Restaurants come and go. Aspiring chefs, people who have money to invest, and those encouraged by friends and family with money to invest decide to open concept restaurants without researching the food and the area.
Usually these folks have no understanding of how the food industry works (if they aren’t an experienced chef). Whether it is due to high food cost, bad management, or an ill-conceived concept placed in a non-supportive or hard to get to location, they fail, and fail hard. Doors close as fast as they open.
In Phoenix and the surrounding area mortality rates of restaurants is high. There is stiff competition. It’s a food town. We have everything from tacos to BBQs to modern American fare. Big named chefs fail (Brian Malarkey); small mom and pops fail. So why do some restaurants succeed? Some have big $$ behind them (Fox Concept Restaurants-Flower Child) and concepts with clear, concise goals stand side-by-side with solid management.
Here is how a restaurant goes down:
- Mistake #1 – Hiring your best friend to be your front house manager or chef, depending on the situation/role of those involved.
- Mistake #2 – Poorly researched concept. Is there enough business in the area to support your idea/restaurant? Can you keep returning customers?
- Mistake #3 – High food cost. Buying through grocery stores instead of food purveyors-companies that carry your product and can offer wholesale prices.
- Mistake #4 – High labor cost. Over-paying employees when you are still new. Even established restaurants make this mistake.

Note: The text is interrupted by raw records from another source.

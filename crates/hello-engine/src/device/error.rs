/// What the frame loop should do after a surface error.
#[derive(Debug, Copy, Clone, Eq, PartialEq)]
pub enum SurfaceErrorAction {
    /// Surface was reconfigured; rendering may resume next frame.
    Reconfigured,
    /// Transient error; skip the current frame.
    SkipFrame,
    /// Fatal error (commonly OOM); terminate gracefully.
    Fatal,
}
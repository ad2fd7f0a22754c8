use bytemuck::{Pod, Zeroable};

use super::ColorRgba;

/// One vertex as laid out in the vertex buffer.
///
/// Must stay in sync with `VertexInput` in `shader/hello.wgsl`.
#[repr(C)]
#[derive(Debug, Copy, Clone, PartialEq, Pod, Zeroable)]
pub struct Vertex {
    /// Pixels from the view center.
    pub position: [f32; 2],
    /// Linear RGBA.
    pub color: [f32; 4],
}

impl Vertex {
    const ATTRS: [wgpu::VertexAttribute; 2] = wgpu::vertex_attr_array![
        0 => Float32x2, // position
        1 => Float32x4  // color
    ];

    #[inline]
    pub const fn new(x: f32, y: f32, color: ColorRgba) -> Self {
        Self {
            position: [x, y],
            color: color.to_array(),
        }
    }

    pub fn layout() -> wgpu::VertexBufferLayout<'static> {
        wgpu::VertexBufferLayout {
            array_stride: std::mem::size_of::<Vertex>() as u64,
            step_mode: wgpu::VertexStepMode::Vertex,
            attributes: &Self::ATTRS,
        }
    }
}
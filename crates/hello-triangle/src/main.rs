use anyhow::Result;
use hello_engine::geometry::Primitive;
use hello_engine::logging::{init_logging, LoggingConfig};
use hello_engine::sample::{run_sample, SampleConfig};

fn main() -> Result<()> {
    init_logging(LoggingConfig::default());
    log::info!("starting hello-triangle");

    run_sample("Hello Triangle", SampleConfig::new(Primitive::Triangle))
}
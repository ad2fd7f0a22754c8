/// Initialization parameters for the GPU layer.
#[derive(Debug, Clone)]
pub struct GpuInit {
    /// Prefer an sRGB surface format when available.
    pub prefer_srgb: bool,

    /// Present mode (swap behavior). FIFO is supported everywhere.
    pub present_mode: wgpu::PresentMode,

    /// Optional alpha mode preference for the surface.
    ///
    /// If provided but unsupported on the current surface, a supported mode is selected.
    pub alpha_mode: Option<wgpu::CompositeAlphaMode>,

    /// Required wgpu features. The samples need none.
    pub required_features: wgpu::Features,

    /// Limits requested from the adapter/device.
    pub required_limits: wgpu::Limits,

    /// Hint only; support depends on platform/backend.
    pub desired_maximum_frame_latency: u32,
}

impl Default for GpuInit {
    fn default() -> Self {
        Self {
            prefer_srgb: true,
            present_mode: wgpu::PresentMode::Fifo,
            alpha_mode: None,
            required_features: wgpu::Features::empty(),
            required_limits: wgpu::Limits::downlevel_defaults(),
            desired_maximum_frame_latency: 2,
        }
    }
}
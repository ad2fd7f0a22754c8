/// Linear RGBA color.
#[derive(Debug, Copy, Clone, Default, PartialEq)]
pub struct ColorRgba {
    pub r: f32,
    pub g: f32,
    pub b: f32,
    pub a: f32,
}

impl ColorRgba {
    pub const BLACK: Self = Self::new(0.0, 0.0, 0.0, 1.0);
    pub const GREEN: Self = Self::new(0.0, 1.0, 0.0, 1.0);

    #[inline]
    pub const fn new(r: f32, g: f32, b: f32, a: f32) -> Self {
        Self { r, g, b, a }
    }

    #[inline]
    pub const fn to_array(self) -> [f32; 4] {
        [self.r, self.g, self.b, self.a]
    }

    /// Clear value for a render pass color attachment.
    pub fn to_wgpu(self) -> wgpu::Color {
        wgpu::Color {
            r: self.r as f64,
            g: self.g as f64,
            b: self.b as f64,
            a: self.a as f64,
        }
    }
}
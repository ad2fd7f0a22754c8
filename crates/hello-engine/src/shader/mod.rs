//! Shader library loading and entry point resolution.
//!
//! WGSL is parsed and validated with `naga` when the library is loaded, so a
//! misspelled entry point or a missing viewport binding is reported as a
//! [`ShaderError`] instead of a device validation failure later on.

mod error;
mod library;
pub mod slots;

pub use error::ShaderError;
pub use library::{EntryPoint, FragmentStage, ShaderLibrary, Stage, VertexStage};
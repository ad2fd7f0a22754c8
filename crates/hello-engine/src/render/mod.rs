//! Pipeline construction and the per-frame drawer.
//!
//! [`FrameState::plan`] decides what a frame encodes without touching the GPU;
//! [`Renderer`] owns the GPU objects and carries the plan out.

mod error;
mod pipeline;
mod plan;
mod renderer;

pub use error::PipelineError;
pub use pipeline::{HelloPipeline, ShaderPair};
pub use plan::{DrawCall, FramePlan, FrameSink, FrameState, SkipReason};
pub use renderer::Renderer;
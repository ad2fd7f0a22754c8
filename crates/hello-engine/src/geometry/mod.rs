//! Host-side geometry shared with the shaders.
//!
//! Positions are in pixels measured from the center of the view, +X right,
//! +Y up. The vertex shader divides by half the viewport size to reach clip space.

mod color;
mod primitive;
mod vertex;
mod viewport;

pub use color::ColorRgba;
pub use primitive::{Primitive, QUAD_VERTICES, TRIANGLE_VERTICES};
pub use vertex::Vertex;
pub use viewport::ViewportSize;
//! GPU device + surface management.
//!
//! This module is responsible for:
//! - creating the wgpu Instance/Adapter/Device/Queue for one window
//! - choosing and configuring the surface format
//! - handing out one [`GpuFrame`] per redraw and submitting it

mod context;
mod error;
mod frame;
mod init;
mod surface;

pub use context::Gpu;
pub use error::SurfaceErrorAction;
pub use frame::{Drawable, GpuFrame};
pub use init::GpuInit;
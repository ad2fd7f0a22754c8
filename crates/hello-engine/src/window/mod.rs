//! Window + display loop.
//!
//! Owns the `winit` EventLoop and the single Window, and wires them to the GPU layer.

mod runtime;

pub use runtime::{Runtime, RuntimeConfig};
//! In-memory adapters

pub mod member_repo_impl;

pub use member_repo_impl::MemoryMemberRepository;
//! Domain services (business logic)

pub mod login_service;

pub use login_service::LoginService;
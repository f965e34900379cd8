use std::sync::Arc;
use tokio::task::JoinHandle;
use tokio::time::{sleep, Duration};

use crate::config::StoreConfig;
use crate::store::SessionStore;

/// Background task that periodically drops idle sessions.
pub struct Reaper<P> {
    store: Arc<SessionStore<P>>,
    interval: Duration,
}

impl<P> Reaper<P>
where
    P: Clone + Send + Sync + 'static,
{
    pub fn new(store: Arc<SessionStore<P>>, cfg: &StoreConfig) -> Self {
        Self {
            store,
            interval: cfg.reap_interval,
        }
    }

    /// Spawn the reaper loop onto the current tokio runtime.
    /// Returns `None` when the store has no idle timeout, since nothing would ever be reaped.
    pub fn spawn(self) -> Option<JoinHandle<()>> {
        if !self.store.idle_timeout_enabled() {
            tracing::info!("Idle timeout disabled, session reaper not started");
            return None;
        }
        tracing::info!("Starting session reaper (interval: {:?})", self.interval);
        Some(tokio::spawn(self.run()))
    }

    pub async fn run(self) {
        loop {
            sleep(self.interval).await;
            let reaped = self.store.reap_idle();
            if reaped > 0 {
                tracing::debug!(
                    "Reaper pass removed {} sessions, {} remaining",
                    reaped,
                    self.store.len()
                );
            }
        }
    }
}
pub mod auth;
pub mod health;
pub mod home;
//! # Session Infrastructure
//!
//! Repository implementations (adapters).

pub mod memory;

pub use memory::MemoryMemberRepository;
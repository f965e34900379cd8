//! # Session API
//!
//! HTTP handlers for the login / logout flow and cookie-based session lookup.

pub mod error;
pub mod extract;
pub mod handlers;
pub mod middleware;
pub mod response;
pub mod routes;
pub mod state;

pub use routes::router;
pub use state::AppState;
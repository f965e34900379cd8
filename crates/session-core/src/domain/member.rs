//! Member domain entity

use serde::{Deserialize, Serialize};

use crate::error::DomainError;

/// Authenticated principal stored in a session.
///
/// The password is kept in plain text and never serialized outward.
#[derive(Debug, Clone, PartialEq, Eq, Serialize, Deserialize)]
#[serde(rename_all = "camelCase")]
pub struct Member {
    pub id: u64,
    pub login_id: String,
    pub name: String,
    #[serde(skip_serializing, default)]
    pub password: String,
}

impl Member {
    /// New, unsaved member (`id == 0`).
    pub fn new(
        login_id: impl Into<String>,
        name: impl Into<String>,
        password: impl Into<String>,
    ) -> Result<Self, DomainError> {
        let login_id = login_id.into();
        let name = name.into();
        let password = password.into();

        if login_id.trim().is_empty() {
            return Err(DomainError::ValidationError("login id must not be empty".into()));
        }
        if name.trim().is_empty() {
            return Err(DomainError::ValidationError("name must not be empty".into()));
        }
        if password.is_empty() {
            return Err(DomainError::ValidationError("password must not be empty".into()));
        }

        Ok(Self {
            id: 0,
            login_id,
            name,
            password,
        })
    }

    pub fn is_new(&self) -> bool {
        self.id == 0
    }

    pub fn password_matches(&self, password: &str) -> bool {
        self.password == password
    }
}
// ============================================================================
// Session Infrastructure - In-Memory Member Repository
// File: crates/session-infrastructure/src/memory/member_repo_impl.rs
// ============================================================================

use async_trait::async_trait;
use dashmap::mapref::entry::Entry as Slot;
use dashmap::DashMap;
use std::sync::atomic::{AtomicU64, Ordering};
use tracing::info;

use session_core::domain::Member;
use session_core::error::DomainError;
use session_core::repositories::MemberRepository;

/// Process-lifetime member table keyed by id, with a login id index
pub struct MemoryMemberRepository {
    members: DashMap<u64, Member>,
    /// login id -> member id. The entry API on this map is what makes
    /// login ids unique under concurrent saves.
    login_index: DashMap<String, u64>,
    sequence: AtomicU64,
}

impl Default for MemoryMemberRepository {
    fn default() -> Self {
        Self::new()
    }
}

impl MemoryMemberRepository {
    pub fn new() -> Self {
        Self {
            members: DashMap::new(),
            login_index: DashMap::new(),
            sequence: AtomicU64::new(0),
        }
    }

    pub fn len(&self) -> usize {
        self.members.len()
    }

    pub fn is_empty(&self) -> bool {
        self.members.is_empty()
    }

    fn insert_new(&self, mut member: Member) -> Result<Member, DomainError> {
        match self.login_index.entry(member.login_id.clone()) {
            Slot::Occupied(_) => Err(DomainError::LoginIdAlreadyExists(member.login_id)),
            Slot::Vacant(slot) => {
                member.id = self.sequence.fetch_add(1, Ordering::SeqCst) + 1;
                // Row goes in before the index entry is published.
                self.members.insert(member.id, member.clone());
                slot.insert(member.id);
                info!("Saved member {} (login id: {})", member.id, member.login_id);
                Ok(member)
            }
        }
    }

    fn update(&self, member: Member) -> Result<Member, DomainError> {
        let previous = self
            .members
            .get(&member.id)
            .map(|r| r.login_id.clone())
            .ok_or(DomainError::MemberNotFound(member.id))?;

        if previous != member.login_id {
            match self.login_index.entry(member.login_id.clone()) {
                Slot::Occupied(_) => {
                    return Err(DomainError::LoginIdAlreadyExists(member.login_id));
                }
                Slot::Vacant(slot) => {
                    slot.insert(member.id);
                }
            }
            self.login_index.remove_if(&previous, |_, id| *id == member.id);
        }

        self.members.insert(member.id, member.clone());
        Ok(member)
    }
}

#[async_trait]
impl MemberRepository for MemoryMemberRepository {
    async fn save(&self, member: Member) -> Result<Member, DomainError> {
        if member.is_new() {
            self.insert_new(member)
        } else {
            self.update(member)
        }
    }

    async fn find_by_login_id(&self, login_id: &str) -> Result<Option<Member>, DomainError> {
        let Some(id) = self.login_index.get(login_id).map(|r| *r.value()) else {
            return Ok(None);
        };
        Ok(self.members.get(&id).map(|r| r.value().clone()))
    }
}
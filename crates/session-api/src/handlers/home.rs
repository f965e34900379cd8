//! Session-aware landing and "who am I" handlers

use axum::Json;
use serde::Serialize;

use session_core::Member;

use crate::extract::{MaybeMember, SessionMember};
use crate::response::ApiResponse;

#[derive(Debug, Serialize)]
#[serde(rename_all = "camelCase")]
pub struct HomeResponse {
    pub logged_in: bool,
    #[serde(skip_serializing_if = "Option::is_none")]
    pub member: Option<Member>,
}

/// Home handler - GET /
pub async fn home(MaybeMember(member): MaybeMember) -> Json<ApiResponse<HomeResponse>> {
    Json(ApiResponse::success(HomeResponse {
        logged_in: member.is_some(),
        member,
    }))
}

/// Current member handler - GET /members/me
pub async fn current_member(SessionMember(member): SessionMember) -> Json<ApiResponse<Member>> {
    Json(ApiResponse::success(member))
}
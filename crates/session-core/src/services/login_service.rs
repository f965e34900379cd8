// ============================================================================
// Session Core - Login Service
// File: crates/session-core/src/services/login_service.rs
// ============================================================================
//! Credential check for the login flow

use std::sync::Arc;
use tracing::{info, warn};

use crate::domain::Member;
use crate::error::DomainError;
use crate::repositories::MemberRepository;

/// Plain login id / password check against the member repository
pub struct LoginService {
    member_repo: Arc<dyn MemberRepository>,
}

impl LoginService {
    pub fn new(member_repo: Arc<dyn MemberRepository>) -> Self {
        Self { member_repo }
    }

    /// Returns the member when the credentials match, `Ok(None)` otherwise.
    pub async fn login(&self, login_id: &str, password: &str) -> Result<Option<Member>, DomainError> {
        info!("Login attempt for login id: {}", login_id);

        let member = self
            .member_repo
            .find_by_login_id(login_id)
            .await?
            .filter(|m| m.password_matches(password));

        match &member {
            Some(m) => info!("Login successful for member {}", m.id),
            None => warn!("Login failed for login id: {}", login_id),
        }

        Ok(member)
    }
}
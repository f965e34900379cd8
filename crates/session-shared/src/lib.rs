//! # Session Shared
//!
//! Configuration, telemetry, constants and the application error type.

pub mod config;
pub mod constants;
pub mod error;
pub mod telemetry;

pub use error::AppError;
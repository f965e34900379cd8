use std::time::{SystemTime, UNIX_EPOCH};

pub fn now_ms() -> u64 {
    SystemTime::now()
        .duration_since(UNIX_EPOCH)
        .map(|d| d.as_millis() as u64)
        .unwrap_or(0)
}
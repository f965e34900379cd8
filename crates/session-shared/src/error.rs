//! Application error types

use thiserror::Error;

#[derive(Error, Debug)]
pub enum AppError {
    #[error("Configuration error: {0}")]
    ConfigError(#[from] config::ConfigError),

    #[error("Invalid setting {key}: {reason}")]
    InvalidSetting { key: &'static str, reason: String },
}
use axum::{
    extract::rejection::JsonRejection,
    http::StatusCode,
    response::{IntoResponse, Response},
    Json,
};
use thiserror::Error;
use validator::ValidationErrors;

use session_core::DomainError;

use crate::response::ApiResponse;

#[derive(Error, Debug)]
pub enum ApiError {
    #[error("Validation error: {0}")]
    Validation(String),

    #[error("Login id or password does not match")]
    LoginFailed,

    #[error("Unauthorized: {0}")]
    Unauthorized(String),

    /// No session on a guarded path; `redirect_uri` is the path to return to.
    #[error("Login required")]
    LoginRequired { redirect_uri: String },

    #[error("Internal error: {0}")]
    Internal(String),
}

impl From<DomainError> for ApiError {
    fn from(e: DomainError) -> Self {
        ApiError::Internal(e.to_string())
    }
}

impl From<ValidationErrors> for ApiError {
    fn from(errors: ValidationErrors) -> Self {
        let mut parts: Vec<String> = errors
            .field_errors()
            .iter()
            .flat_map(|(field, errs)| {
                errs.iter().map(move |e| {
                    format!("{}: {}", field, e.message.as_deref().unwrap_or("invalid"))
                })
            })
            .collect();
        parts.sort();
        ApiError::Validation(parts.join(", "))
    }
}

impl From<JsonRejection> for ApiError {
    fn from(rejection: JsonRejection) -> Self {
        ApiError::Validation(rejection.body_text())
    }
}

impl IntoResponse for ApiError {
    fn into_response(self) -> Response {
        let message = self.to_string();
        let mut login_uri = None;
        let (status, code) = match &self {
            ApiError::Validation(_) => {
                tracing::warn!("{}", message);
                (StatusCode::BAD_REQUEST, "VALIDATION_ERROR")
            }
            ApiError::LoginFailed => {
                tracing::warn!("{}", message);
                (StatusCode::UNAUTHORIZED, "LOGIN_FAIL")
            }
            ApiError::Unauthorized(_) => {
                tracing::debug!("{}", message);
                (StatusCode::UNAUTHORIZED, "UNAUTHORIZED")
            }
            ApiError::LoginRequired { redirect_uri } => {
                tracing::debug!("Login required for {}", redirect_uri);
                login_uri = Some(format!(
                    "/login?redirectURI={}",
                    urlencoding::encode(redirect_uri)
                ));
                (StatusCode::UNAUTHORIZED, "LOGIN_REQUIRED")
            }
            ApiError::Internal(_) => {
                tracing::error!("{}", message);
                (StatusCode::INTERNAL_SERVER_ERROR, "INTERNAL_ERROR")
            }
        };

        let mut body = ApiResponse::<()>::error(code, &message);
        if let (Some(err), Some(uri)) = (body.error.as_mut(), login_uri) {
            err.login_uri = Some(uri);
        }
        (status, Json(body)).into_response()
    }
}
//! Session token type.

use std::borrow::Borrow;
use std::fmt;

use uuid::Uuid;

/// Opaque, unguessable identifier for one session.
///
/// Backed by a random (v4) UUID rendered as a lowercase hyphenated string.
/// Anything the client sends back is accepted as a token; unknown values
/// simply resolve to "no session".
#[derive(Clone, Debug, PartialEq, Eq, Hash)]
pub struct SessionToken(String);

impl SessionToken {
    /// Generate a fresh random token.
    pub fn generate() -> Self {
        Self(Uuid::new_v4().to_string())
    }

    pub fn as_str(&self) -> &str {
        &self.0
    }

    pub fn into_string(self) -> String {
        self.0
    }

    /// First 8 characters, safe to put in logs.
    pub fn short(&self) -> &str {
        self.0.get(..8).unwrap_or(&self.0)
    }
}

impl fmt::Display for SessionToken {
    fn fmt(&self, f: &mut fmt::Formatter<'_>) -> fmt::Result {
        f.write_str(&self.0)
    }
}

impl From<String> for SessionToken {
    fn from(s: String) -> Self {
        Self(s)
    }
}

impl From<&str> for SessionToken {
    fn from(s: &str) -> Self {
        Self(s.to_string())
    }
}

impl AsRef<str> for SessionToken {
    fn as_ref(&self) -> &str {
        &self.0
    }
}

// Lets the store be queried with a plain `&str` coming off a cookie.
impl Borrow<str> for SessionToken {
    fn borrow(&self) -> &str {
        &self.0
    }
}
use std::sync::atomic::{AtomicU64, Ordering};

pub struct Entry<P> {
    pub value: P,
    pub touched_ms: AtomicU64,
}

impl<P> Entry<P> {
    pub fn new(value: P, now: u64) -> Self {
        Self {
            value,
            touched_ms: AtomicU64::new(now),
        }
    }

    pub fn touch(&self, now: u64) {
        self.touched_ms.fetch_max(now, Ordering::Relaxed);
    }

    pub fn idle_ms(&self, now: u64) -> u64 {
        now.saturating_sub(self.touched_ms.load(Ordering::Relaxed))
    }

    pub fn is_idle(&self, now: u64, timeout_ms: u64) -> bool {
        self.idle_ms(now) > timeout_ms
    }
}
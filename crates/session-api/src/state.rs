use axum::extract::FromRef;
use std::sync::Arc;

use session_core::services::LoginService;
use session_core::Member;
use session_shared::config::SessionSettings;
use session_store::SessionStore;

/// Application state shared across handlers
#[derive(Clone)]
pub struct AppState {
    pub sessions: Arc<SessionStore<Member>>,
    pub login_service: Arc<LoginService>,
    pub cookie_name: Arc<str>,
}

impl AppState {
    pub fn new(
        sessions: Arc<SessionStore<Member>>,
        login_service: Arc<LoginService>,
        settings: &SessionSettings,
    ) -> Self {
        Self {
            sessions,
            login_service,
            cookie_name: Arc::from(settings.cookie_name.as_str()),
        }
    }
}

impl FromRef<AppState> for Arc<SessionStore<Member>> {
    fn from_ref(state: &AppState) -> Self {
        state.sessions.clone()
    }
}
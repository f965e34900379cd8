//! Telemetry setup

use tracing_subscriber::{fmt, layer::SubscriberExt, util::SubscriberInitExt, EnvFilter};

use crate::constants::DEFAULT_APP_ENV;

/// JSON logs filtered by `RUST_LOG`, falling back to a per-environment default.
pub fn init_telemetry() {
    let app_env = std::env::var("APP_ENV").unwrap_or_else(|_| DEFAULT_APP_ENV.into());
    let env_filter = EnvFilter::try_from_default_env()
        .unwrap_or_else(|_| EnvFilter::new(default_directives(&app_env)));
    tracing_subscriber::registry()
        .with(env_filter)
        .with(fmt::layer().json())
        .init();
}

// Session create/expire/reap events are logged at debug.
fn default_directives(app_env: &str) -> &'static str {
    match app_env {
        "production" => "info",
        _ => "info,session_store=debug,session_api=debug,tower_http=debug",
    }
}

#[cfg(test)]
mod tests {
    use super::*;

    #[test]
    fn test_default_directives_per_env() {
        assert_eq!(default_directives("production"), "info");
        assert!(default_directives("development").contains("session_store=debug"));
        assert!(default_directives("staging").contains("session_api=debug"));
    }

    #[test]
    fn test_default_directives_parse() {
        for env in ["production", "development"] {
            assert!(EnvFilter::try_new(default_directives(env)).is_ok(), "{}", env);
        }
    }
}
use std::time::Duration;

/// Store tuning.
///
/// `idle_timeout = None` (the default) means sessions live until they are
/// expired explicitly or the process exits.
#[derive(Clone, Debug)]
pub struct StoreConfig {
    pub idle_timeout: Option<Duration>,
    pub reap_interval: Duration,
}

impl Default for StoreConfig {
    fn default() -> Self {
        Self {
            idle_timeout: None,
            reap_interval: Duration::from_secs(60),
        }
    }
}

impl StoreConfig {
    pub fn with_idle_timeout(mut self, timeout: Duration) -> Self {
        self.idle_timeout = Some(timeout);
        self
    }

    pub fn with_reap_interval(mut self, interval: Duration) -> Self {
        self.reap_interval = interval;
        self
    }
}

I’ve been witness to all four of these mistakes while working in professional kitchens. I’ve worked in highly successful corporate concepts (Rainforest Café) and I’ve worked the “mom & pops” that get run into the ground due to bad management, friends “helping” out, food being given away, and money taken from the till (Emerald City–a flash in the pan in Tucson). I’ve seen high food cost and the chef not caring because they want to do it their way. Labor cost? Hire your friends and pay them well, then count the months until you close your doors.
What plagues the vegan restaurants in Phoenix? In the last six months we’ve lost That’s a Wrap (not 100% vegan, but very vegan friendly); Aside of Heart (Roosevelt Row renovation); Sage Kitchen (now a tea house), and Organic Shores (raw & organic), and at the beginning of last summer, Tsom.
All of these restaurants had a following, but none of them withstood the challenges of a restaurant-saturated market. I visited all five, but to be fair, Organic Shores and Aside of Heart were singular visits. There were reasons for not returning to both restaurants, and I suspect they are the reasons the restaurants closed. The reason for one closure was due to unpaid rent. As for the rest, it remains a mystery. Organic Shores says to watch out for a new location. I suspect rent was really high.
Green, run by Damon Brasch, is a concept that runs strong. With two locations plus Nami, dedicated to vegan sweet treats and home of the Tsoynami, he’s doing something right. He’s been in business for over 10 years and was one of the original minds behind That’s a Wrap (lost to bigger business and a car dealership). He oversees his kitchens, watches the till, and most of all connects with his customers and stays busy as a chef.
We can mourn the loss of some great vegan food in the Valley and these businesses can be held up as cautionary tales to future investors. Choose your concept carefully. Watch your $$. Don’t hire your friends. Use the local farms and their CSA’s for produce (even this can be pricey, you might have to switch to produce vendors). And make sure to have plenty of parking for your clientele (although this aspect doesn’t seem to be a problem for Green).
On the horizon for the Valley’s vegan diners? The latest is offered up in the downtown Phoenix area: Vegan House, opened by Lara Brooks of Tom Yum Thai in Surprise, AZ. There will be a trip and an upcoming review to let you know if it’s worth a visit when you find yourself wandering around downtown with nothing to do and a growling stomach. Also the centrally located Urban Beans is serving up some very tasty vegetarian and vegan treats, plus, they have locally roasted coffee.
And if you think you might have great vegan food, or that next awesome restaurant concept and want to start a business, remember that food trucks cost much less than brick and mortar restaurants (though they come with their own sets of challenges). That’s the way Pizza People Pub started out. Do the research, which can involve some math, and make sure you aren’t falling into any of those four restaurant mistakes.